BEGIN DATA

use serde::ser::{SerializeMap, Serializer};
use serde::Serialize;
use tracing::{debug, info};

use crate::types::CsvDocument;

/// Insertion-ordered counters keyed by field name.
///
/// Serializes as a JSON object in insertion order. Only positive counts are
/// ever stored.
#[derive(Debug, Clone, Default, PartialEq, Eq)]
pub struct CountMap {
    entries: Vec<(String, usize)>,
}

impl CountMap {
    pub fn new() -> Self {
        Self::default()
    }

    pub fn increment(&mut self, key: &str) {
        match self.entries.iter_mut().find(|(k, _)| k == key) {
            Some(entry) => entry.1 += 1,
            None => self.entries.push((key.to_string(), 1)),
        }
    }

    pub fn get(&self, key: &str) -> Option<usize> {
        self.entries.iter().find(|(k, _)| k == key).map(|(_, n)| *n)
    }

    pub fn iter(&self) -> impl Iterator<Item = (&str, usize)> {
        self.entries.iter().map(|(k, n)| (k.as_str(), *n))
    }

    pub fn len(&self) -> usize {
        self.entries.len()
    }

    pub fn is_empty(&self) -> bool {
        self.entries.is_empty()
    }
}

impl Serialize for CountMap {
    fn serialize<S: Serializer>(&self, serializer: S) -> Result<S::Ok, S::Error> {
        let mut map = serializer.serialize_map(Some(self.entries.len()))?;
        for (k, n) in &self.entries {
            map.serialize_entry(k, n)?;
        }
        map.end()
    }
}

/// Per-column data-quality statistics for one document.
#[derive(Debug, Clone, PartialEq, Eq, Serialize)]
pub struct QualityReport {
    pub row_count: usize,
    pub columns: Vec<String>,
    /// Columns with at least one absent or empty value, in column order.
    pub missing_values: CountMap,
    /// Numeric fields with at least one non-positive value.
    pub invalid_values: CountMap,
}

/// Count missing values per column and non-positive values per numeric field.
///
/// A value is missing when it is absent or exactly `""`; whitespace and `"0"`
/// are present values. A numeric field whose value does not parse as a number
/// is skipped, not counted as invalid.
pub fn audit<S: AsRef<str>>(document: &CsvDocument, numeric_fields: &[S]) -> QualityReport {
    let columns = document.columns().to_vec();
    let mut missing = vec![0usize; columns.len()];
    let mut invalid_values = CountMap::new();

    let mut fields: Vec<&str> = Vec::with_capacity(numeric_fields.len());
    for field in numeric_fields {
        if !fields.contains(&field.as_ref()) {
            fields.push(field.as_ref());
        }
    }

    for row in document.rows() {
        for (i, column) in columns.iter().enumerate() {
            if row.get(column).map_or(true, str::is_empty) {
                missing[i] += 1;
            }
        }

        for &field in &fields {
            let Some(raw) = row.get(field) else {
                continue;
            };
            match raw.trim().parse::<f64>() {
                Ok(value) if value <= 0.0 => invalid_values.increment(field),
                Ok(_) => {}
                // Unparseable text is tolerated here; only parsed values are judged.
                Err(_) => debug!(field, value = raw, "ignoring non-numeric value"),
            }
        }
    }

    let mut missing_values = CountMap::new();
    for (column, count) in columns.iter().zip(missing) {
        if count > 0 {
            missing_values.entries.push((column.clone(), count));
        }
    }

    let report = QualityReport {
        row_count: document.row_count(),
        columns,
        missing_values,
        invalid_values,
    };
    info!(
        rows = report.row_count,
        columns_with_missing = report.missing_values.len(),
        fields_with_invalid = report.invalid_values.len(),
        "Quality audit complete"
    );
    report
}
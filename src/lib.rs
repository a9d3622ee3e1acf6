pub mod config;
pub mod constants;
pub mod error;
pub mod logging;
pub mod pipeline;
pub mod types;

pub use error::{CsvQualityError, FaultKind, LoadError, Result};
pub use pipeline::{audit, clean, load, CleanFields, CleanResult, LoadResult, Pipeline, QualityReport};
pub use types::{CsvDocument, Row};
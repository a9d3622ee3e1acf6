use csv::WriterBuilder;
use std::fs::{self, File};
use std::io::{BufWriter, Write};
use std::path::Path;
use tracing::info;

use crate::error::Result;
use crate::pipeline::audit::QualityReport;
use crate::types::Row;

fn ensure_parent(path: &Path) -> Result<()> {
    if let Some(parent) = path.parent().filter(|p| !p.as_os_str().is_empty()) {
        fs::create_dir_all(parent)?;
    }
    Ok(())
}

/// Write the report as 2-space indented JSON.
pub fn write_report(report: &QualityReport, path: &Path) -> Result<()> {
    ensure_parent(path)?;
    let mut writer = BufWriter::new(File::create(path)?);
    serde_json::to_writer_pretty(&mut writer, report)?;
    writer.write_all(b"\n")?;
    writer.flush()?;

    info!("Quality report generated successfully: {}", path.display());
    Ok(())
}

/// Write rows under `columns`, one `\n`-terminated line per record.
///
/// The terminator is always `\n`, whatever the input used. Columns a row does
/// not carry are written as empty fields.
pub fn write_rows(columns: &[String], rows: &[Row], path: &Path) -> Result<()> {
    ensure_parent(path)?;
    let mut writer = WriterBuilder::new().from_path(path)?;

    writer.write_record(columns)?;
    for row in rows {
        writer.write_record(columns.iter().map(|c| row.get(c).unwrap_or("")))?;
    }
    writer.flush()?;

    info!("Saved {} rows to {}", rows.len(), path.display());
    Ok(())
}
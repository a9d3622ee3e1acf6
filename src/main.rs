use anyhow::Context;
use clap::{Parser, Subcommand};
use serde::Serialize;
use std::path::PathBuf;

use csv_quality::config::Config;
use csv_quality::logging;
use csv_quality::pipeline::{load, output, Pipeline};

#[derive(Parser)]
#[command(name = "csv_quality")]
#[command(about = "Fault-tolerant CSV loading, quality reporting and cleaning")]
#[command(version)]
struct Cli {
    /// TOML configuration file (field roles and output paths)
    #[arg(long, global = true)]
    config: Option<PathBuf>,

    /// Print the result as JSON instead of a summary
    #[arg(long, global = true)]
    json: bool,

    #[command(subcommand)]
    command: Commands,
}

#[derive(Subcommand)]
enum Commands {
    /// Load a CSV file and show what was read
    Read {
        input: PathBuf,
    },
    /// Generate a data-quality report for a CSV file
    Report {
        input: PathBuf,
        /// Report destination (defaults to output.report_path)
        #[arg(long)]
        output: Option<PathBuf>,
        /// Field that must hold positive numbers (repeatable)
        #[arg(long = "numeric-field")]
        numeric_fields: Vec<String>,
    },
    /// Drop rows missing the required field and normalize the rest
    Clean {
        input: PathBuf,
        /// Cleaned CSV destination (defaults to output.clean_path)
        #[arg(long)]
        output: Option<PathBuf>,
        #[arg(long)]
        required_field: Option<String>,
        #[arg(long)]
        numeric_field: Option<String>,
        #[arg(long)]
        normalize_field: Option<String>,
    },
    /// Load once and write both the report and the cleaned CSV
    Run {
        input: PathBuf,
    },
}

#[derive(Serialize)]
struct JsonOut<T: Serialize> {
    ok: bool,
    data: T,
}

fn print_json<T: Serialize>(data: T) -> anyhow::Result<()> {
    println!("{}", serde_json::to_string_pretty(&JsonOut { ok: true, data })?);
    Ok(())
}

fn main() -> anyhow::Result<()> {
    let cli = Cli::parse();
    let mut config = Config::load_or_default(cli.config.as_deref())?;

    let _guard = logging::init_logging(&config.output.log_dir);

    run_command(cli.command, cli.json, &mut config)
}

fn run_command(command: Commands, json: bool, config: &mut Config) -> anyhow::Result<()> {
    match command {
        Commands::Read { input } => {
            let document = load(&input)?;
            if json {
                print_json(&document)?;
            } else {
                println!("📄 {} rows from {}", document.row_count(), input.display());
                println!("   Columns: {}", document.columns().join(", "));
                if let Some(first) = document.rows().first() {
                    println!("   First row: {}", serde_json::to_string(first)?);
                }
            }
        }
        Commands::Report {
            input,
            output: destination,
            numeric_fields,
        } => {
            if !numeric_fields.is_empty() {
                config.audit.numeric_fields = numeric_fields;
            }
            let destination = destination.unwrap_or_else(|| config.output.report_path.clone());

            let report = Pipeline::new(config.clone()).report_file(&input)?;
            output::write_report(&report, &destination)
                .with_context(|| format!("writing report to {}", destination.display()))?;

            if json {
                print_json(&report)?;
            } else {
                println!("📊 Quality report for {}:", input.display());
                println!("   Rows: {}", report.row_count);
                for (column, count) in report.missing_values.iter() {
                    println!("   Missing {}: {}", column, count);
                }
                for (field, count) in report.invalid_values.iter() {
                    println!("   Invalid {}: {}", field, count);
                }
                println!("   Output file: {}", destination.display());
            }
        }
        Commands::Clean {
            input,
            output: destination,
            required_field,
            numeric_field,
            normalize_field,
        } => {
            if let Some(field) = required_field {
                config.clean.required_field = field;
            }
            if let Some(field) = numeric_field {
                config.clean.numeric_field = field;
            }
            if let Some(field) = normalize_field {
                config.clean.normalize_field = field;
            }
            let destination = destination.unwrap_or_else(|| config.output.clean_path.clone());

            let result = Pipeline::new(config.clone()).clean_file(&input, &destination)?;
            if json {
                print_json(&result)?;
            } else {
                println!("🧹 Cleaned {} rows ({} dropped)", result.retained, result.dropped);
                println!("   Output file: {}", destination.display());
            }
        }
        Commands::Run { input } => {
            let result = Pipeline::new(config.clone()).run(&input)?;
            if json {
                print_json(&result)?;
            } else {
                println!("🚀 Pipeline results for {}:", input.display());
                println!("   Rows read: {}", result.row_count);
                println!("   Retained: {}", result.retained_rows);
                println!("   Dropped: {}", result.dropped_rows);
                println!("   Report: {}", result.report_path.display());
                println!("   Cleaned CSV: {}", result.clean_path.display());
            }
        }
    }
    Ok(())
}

END DATA

● **WHAT TO PRODUCE**: Repeat exactly, please, each line from the beginning of the data through the line with "fn serialize<S: Serializer>(&self, serializer: S)" in it, and only those lines.

● **WORKED SOLUTION**:
use serde::ser::{SerializeMap, Serializer};
use serde::Serialize;
use tracing::{debug, info};

use crate::types::CsvDocument;

/// Insertion-ordered counters keyed by field name.
///
/// Serializes as a JSON object in insertion order. Only positive counts are
/// ever stored.
#[derive(Debug, Clone, Default, PartialEq, Eq)]
pub struct CountMap {
    entries: Vec<(String, usize)>,
}

impl CountMap {
    pub fn new() -> Self {
        Self::default()
    }

    pub fn increment(&mut self, key: &str) {
        match self.entries.iter_mut().find(|(k, _)| k == key) {
            Some(entry) => entry.1 += 1,
            None => self.entries.push((key.to_string(), 1)),
        }
    }

    pub fn get(&self, key: &str) -> Option<usize> {
        self.entries.iter().find(|(k, _)| k == key).map(|(_, n)| *n)
    }

    pub fn iter(&self) -> impl Iterator<Item = (&str, usize)> {
        self.entries.iter().map(|(k, n)| (k.as_str(), *n))
    }

    pub fn len(&self) -> usize {
        self.entries.len()
    }

    pub fn is_empty(&self) -> bool {
        self.entries.is_empty()
    }
}

impl Serialize for CountMap {
    fn serialize<S: Serializer>(&self, serializer: S) -> Result<S::Ok, S::Error> {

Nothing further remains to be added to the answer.